Snow & Extreme cold weather Leads to Heart Attacks
We might sing, “Let it snow,” but winter weather loses its charm when it comes time to shovel. Not only can shoveling snow lead to slips, falls and backaches, it also raises the risk of heart attack.
Why so dangerous? Exercise raises heart rates, while cold temperatures constrict blood vessels and arteries. The combination can prove deadly. For men aged 35 to 49, shoveling snow triples the risk of heart attack death.
Individuals with heart disease, a history of heart attack, high cholesterol or high blood pressure, or who smoke, should consult their doctor before attempting to shovel snow. Seniors and those unused to strenuous exercise should also take caution.
Luckily, some products make snow removal safer for those at-risk of heart attack. Snowblowers eliminate lifting and throwing. Another example, HeatTrak mats (www.heattrak.com), keep snow from accumulating. The waterproof mats, which are electrically heated, melt snow at a rate of two inches per hour. Homeowners who turn on the mats when snow begins to fall will enjoy clear stairs or walkways, no shoveling required. These mats are designed to be left out for the entire winter season — then simply roll them up and store them away in the spring.

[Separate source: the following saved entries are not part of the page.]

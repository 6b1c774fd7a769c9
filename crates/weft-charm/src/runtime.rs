#![forbid(unsafe_code)]

//! The runtime: owns the graph, the registry, and every live instance, and
//! drives the tick loop.
//!
//! # Step semantics
//!
//! One [`step`](Runtime::step) is one tick from the outside: flush batched
//! mutations, re-resolve wishes whose tags changed, rewire their result
//! nodes, and flush again until quiescent. Rewiring is the only way a
//! composition-induced cycle can form, and the graph rejects it there, so
//! the round loop is bounded by construction — the cap is a backstop, not
//! a correctness mechanism.

use ahash::AHashSet;
use indexmap::{IndexMap, IndexSet};
use slotmap::SlotMap;
use tracing::{debug, warn};

use weft_core::{
    CellId, EvalError, InstanceId, NodeId, Outcome, PublicationId, Result, Shape, Source, Tag,
    Value, WeftError, WishId,
};
use weft_graph::{FlushStats, Graph};
use weft_wish::{Registry, Wish, WishState, resolve};

use crate::builder::InstanceBuilder;
use crate::pattern::Pattern;

type HandlerFn = Box<dyn Fn(&mut Graph, &Value) -> std::result::Result<(), EvalError>>;

pub(crate) struct InstanceRec {
    pub(crate) name: String,
    pub(crate) children: Vec<InstanceId>,
    pub(crate) outputs: IndexMap<String, Source>,
    pub(crate) handlers: IndexMap<String, HandlerFn>,
    pub(crate) publications: Vec<PublicationId>,
    pub(crate) wishes: Vec<WishId>,
}

impl InstanceRec {
    fn new(name: String) -> InstanceRec {
        InstanceRec {
            name,
            children: Vec::new(),
            outputs: IndexMap::new(),
            handlers: IndexMap::new(),
            publications: Vec::new(),
            wishes: Vec::new(),
        }
    }
}

/// Counters for one step.
#[derive(Debug, Clone, Default)]
pub struct StepReport {
    /// Flush statistics for each recompute pass the step ran.
    pub flushes: Vec<FlushStats>,
    /// Wish resolutions performed (including re-resolutions).
    pub resolved_wishes: usize,
    /// Wishes that hit their deadline this step.
    pub timed_out: usize,
}

/// Rounds per step before giving up; see the module docs.
const MAX_STEP_ROUNDS: usize = 8;

#[derive(Default)]
pub struct Runtime {
    pub(crate) graph: Graph,
    pub(crate) registry: Registry,
    pub(crate) instances: SlotMap<InstanceId, InstanceRec>,
    pub(crate) wishes: SlotMap<WishId, Wish>,
    /// Wishes the step loop still considers, in creation order. Disposed
    /// wishes leave this set at teardown and are never scanned again; the
    /// slotmap entry stays behind so their terminal state remains readable.
    pub(crate) active_wishes: IndexSet<WishId>,
}

impl Runtime {
    #[must_use]
    pub fn new() -> Runtime {
        Runtime::default()
    }

    /// Instantiate a pattern. Runs its build function, then checks the
    /// produced outputs against the declared shape; on any failure the
    /// partial instance is rolled back.
    pub fn instantiate(&mut self, pattern: &Pattern) -> Result<InstanceId> {
        let id = self
            .instances
            .insert(InstanceRec::new(pattern.name().to_owned()));
        let built = {
            let mut builder = InstanceBuilder {
                runtime: self,
                instance: id,
            };
            pattern.run(&mut builder)
        };
        if let Err(e) = built {
            let _ = self.destroy(id);
            return Err(e);
        }

        let produced = Shape::of(self.instances[id].outputs.keys().cloned());
        let (missing, extra) = pattern.shape().diff(&produced);
        if !missing.is_empty() || !extra.is_empty() {
            let _ = self.destroy(id);
            return Err(WeftError::ShapeMismatch { missing, extra });
        }
        debug!(name = pattern.name(), "instantiated");
        Ok(id)
    }

    /// Tear down an instance and everything it composes: publications are
    /// retracted (dirtying their tags), wishes disposed, owned cells and
    /// nodes destroyed. External holders of destroyed handles observe
    /// [`DetachedCell`](WeftError::DetachedCell).
    pub fn destroy(&mut self, instance: InstanceId) -> Result<()> {
        if !self.instances.contains_key(instance) {
            return Err(WeftError::UnknownInstance);
        }
        let mut subtree = vec![instance];
        let mut i = 0;
        while i < subtree.len() {
            if let Some(rec) = self.instances.get(subtree[i]) {
                subtree.extend(rec.children.iter().copied());
            }
            i += 1;
        }
        for id in subtree.into_iter().rev() {
            if let Some(rec) = self.instances.remove(id) {
                for wish_id in rec.wishes {
                    self.active_wishes.swap_remove(&wish_id);
                    if let Some(wish) = self.wishes.get_mut(wish_id) {
                        wish.dispose();
                    }
                }
                self.registry.retract_instance(id);
                self.graph.destroy_owned(id);
                debug!(name = %rec.name, "destroyed");
            }
        }
        Ok(())
    }

    /// Composite identity: the instance plus all transitively composed
    /// children. This is the exclusion set for its wishes.
    #[must_use]
    pub fn identity(&self, instance: InstanceId) -> weft_wish::Identity {
        let mut identity = weft_wish::Identity::default();
        let mut stack = vec![instance];
        while let Some(current) = stack.pop() {
            identity.insert(current);
            if let Some(rec) = self.instances.get(current) {
                stack.extend(rec.children.iter().copied());
            }
        }
        identity
    }

    /// Invoke a named handler registered by the instance. Mutations it
    /// makes are batched until the next [`step`](Runtime::step).
    pub fn invoke(&mut self, instance: InstanceId, handler: &str, payload: &Value) -> Result<()> {
        let rec = self
            .instances
            .get(instance)
            .ok_or(WeftError::UnknownInstance)?;
        let f = rec
            .handlers
            .get(handler)
            .ok_or_else(|| WeftError::UnknownHandler {
                name: handler.to_owned(),
            })?;
        f(&mut self.graph, payload).map_err(|e| WeftError::handler(handler, e.0))
    }

    /// One tick: flush, re-resolve wishes on dirtied tags, rewire, repeat
    /// until quiescent, then apply wish deadlines.
    pub fn step(&mut self) -> StepReport {
        let mut report = StepReport::default();
        let mut rounds = 0;
        loop {
            let mut did_work = false;
            if self.graph.has_pending_work() {
                report.flushes.push(self.graph.flush());
                did_work = true;
            }

            let dirty: AHashSet<Tag> = self.registry.take_dirty().into_iter().collect();
            let due: Vec<WishId> = self
                .active_wishes
                .iter()
                .copied()
                .filter(|id| {
                    self.wishes.get(*id).is_some_and(|w| {
                        matches!(w.state(), WishState::Unresolved) || dirty.contains(&w.tag)
                    })
                })
                .collect();
            for wish_id in due {
                self.resolve_wish(wish_id);
                report.resolved_wishes += 1;
                did_work = true;
            }

            if !did_work {
                break;
            }
            rounds += 1;
            if rounds >= MAX_STEP_ROUNDS {
                warn!(rounds, "step did not quiesce; giving up this tick");
                break;
            }
        }

        // A step with no flush still counts as a tick, otherwise deadlines
        // on a quiescent runtime would never elapse.
        if report.flushes.is_empty() {
            self.graph.advance_tick();
        }

        // Deadlines are judged after resolution has had its chance.
        let now = self.graph.tick();
        for wish_id in &self.active_wishes {
            let Some(wish) = self.wishes.get_mut(*wish_id) else {
                continue;
            };
            if wish.timeout_error().is_some() {
                continue;
            }
            if let Some(deadline) = wish.deadline_ticks {
                if wish.matches().is_empty() && now.since(wish.opened_at) >= deadline {
                    wish.mark_timed_out(deadline);
                    report.timed_out += 1;
                }
            }
        }
        report
    }

    fn resolve_wish(&mut self, wish_id: WishId) {
        let Some(wish) = self.wishes.get(wish_id) else {
            return;
        };
        let (owner, node) = (wish.owner, wish.node);
        let identity = self.identity(owner);

        let Some(wish) = self.wishes.get_mut(wish_id) else {
            return;
        };
        if !wish.begin_resolve() {
            return;
        }
        let matches = resolve(&self.registry, wish, &identity);
        let sources: Vec<Source> = matches
            .iter()
            .filter_map(|id| self.registry.get(*id).map(|p| p.source))
            .collect();

        // Skip the rewire when the match set is unchanged; per-tag dirt is
        // coarser than per-wish relevance.
        let unchanged = self
            .graph
            .node_inputs(node)
            .map(|current| current == sources.as_slice())
            .unwrap_or(false);
        if !unchanged {
            if let Err(e) = self.graph.rewire(node, sources) {
                // Composition-induced cycle (or a detached source): poison
                // the wish's result node, leave the rest of the graph alone.
                warn!(error = %e, "wish rewire rejected");
                let _ = self.graph.fail_node(node, EvalError::new(e.to_string()));
            }
        }
        if let Some(wish) = self.wishes.get_mut(wish_id) {
            wish.complete_resolve(matches);
        }
    }

    // ── accessors and proxies ────────────────────────────────────────────

    pub fn set(&mut self, cell: CellId, value: Value) -> Result<bool> {
        self.graph.set(cell, value)
    }

    pub fn get(&self, cell: CellId) -> Result<&Value> {
        self.graph.get(cell)
    }

    /// Outcome of any source (cell or derived node).
    #[must_use]
    pub fn outcome_of(&self, source: Source) -> Outcome {
        self.graph.outcome_of(source)
    }

    /// Publish a declared output after construction.
    pub fn publish(&mut self, instance: InstanceId, output: &str, tag: &str) -> Result<PublicationId> {
        let rec = self
            .instances
            .get(instance)
            .ok_or(WeftError::UnknownInstance)?;
        let source = rec
            .outputs
            .get(output)
            .copied()
            .ok_or_else(|| WeftError::ShapeMismatch {
                missing: vec![output.to_owned()],
                extra: Vec::new(),
            })?;
        let id = self
            .registry
            .publish(instance, output, source, Tag::new(tag));
        self.instances[instance].publications.push(id);
        Ok(id)
    }

    /// Retract a publication made by `publish`.
    pub fn retract(&mut self, publication: PublicationId) -> bool {
        let retracted = self.registry.retract(publication);
        if retracted {
            for (_, rec) in self.instances.iter_mut() {
                rec.publications.retain(|p| *p != publication);
            }
        }
        retracted
    }

    /// A declared output of an instance.
    pub fn output(&self, instance: InstanceId, name: &str) -> Result<Source> {
        let rec = self
            .instances
            .get(instance)
            .ok_or(WeftError::UnknownInstance)?;
        rec.outputs
            .get(name)
            .copied()
            .ok_or_else(|| WeftError::ShapeMismatch {
                missing: vec![name.to_owned()],
                extra: Vec::new(),
            })
    }

    pub(crate) fn instance_name(&self, instance: InstanceId) -> Option<&str> {
        self.instances.get(instance).map(|rec| rec.name.as_str())
    }

    pub fn wish_state(&self, wish: WishId) -> Result<&WishState> {
        self.wishes
            .get(wish)
            .map(Wish::state)
            .ok_or(WeftError::UnknownInstance)
    }

    /// The wish's result node: a list of matched values, in registration
    /// order.
    pub fn wish_node(&self, wish: WishId) -> Result<NodeId> {
        self.wishes
            .get(wish)
            .map(|w| w.node)
            .ok_or(WeftError::UnknownInstance)
    }

    pub fn wish_matches(&self, wish: WishId) -> Result<&[PublicationId]> {
        self.wishes
            .get(wish)
            .map(Wish::matches)
            .ok_or(WeftError::UnknownInstance)
    }

    /// The timeout recorded for a wish whose deadline elapsed, if any.
    pub fn wish_timeout(&self, wish: WishId) -> Result<Option<&WeftError>> {
        self.wishes
            .get(wish)
            .map(Wish::timeout_error)
            .ok_or(WeftError::UnknownInstance)
    }

    /// Direct graph access, for asynchronous completions and watchers.
    pub fn graph_mut(&mut self) -> &mut Graph {
        &mut self.graph
    }

    #[must_use]
    pub fn graph(&self) -> &Graph {
        &self.graph
    }

    #[must_use]
    pub fn registry(&self) -> &Registry {
        &self.registry
    }
}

If you do need to shovel, there are ways to reduce the risks. Here are some quick tips for safer shoveling:
– Take it easy. Clearing your driveway isn’t a competition. Stretch before starting. Instead of lifting and throwing huge piles of snow, skim two to three inches of snow at at time. If you need to avoid heavy lifting, use your shovel to push. rather than throw, snow to the side. Take a break every fifteen minutes, or when you feel uncomfortably tired or cold.
– Keep warm. Wear layers, even if you know that you’re going to work up a sweat. Staying hydrated is important, but stick to water or hot cocoa — the caffeine in coffee can constrict blood vessels.
– Avoid back strain. Bend your knees, and keep your back as straight as possible as you lift. Don’t bend at the waist, and step in the direction that you’re throwing snow.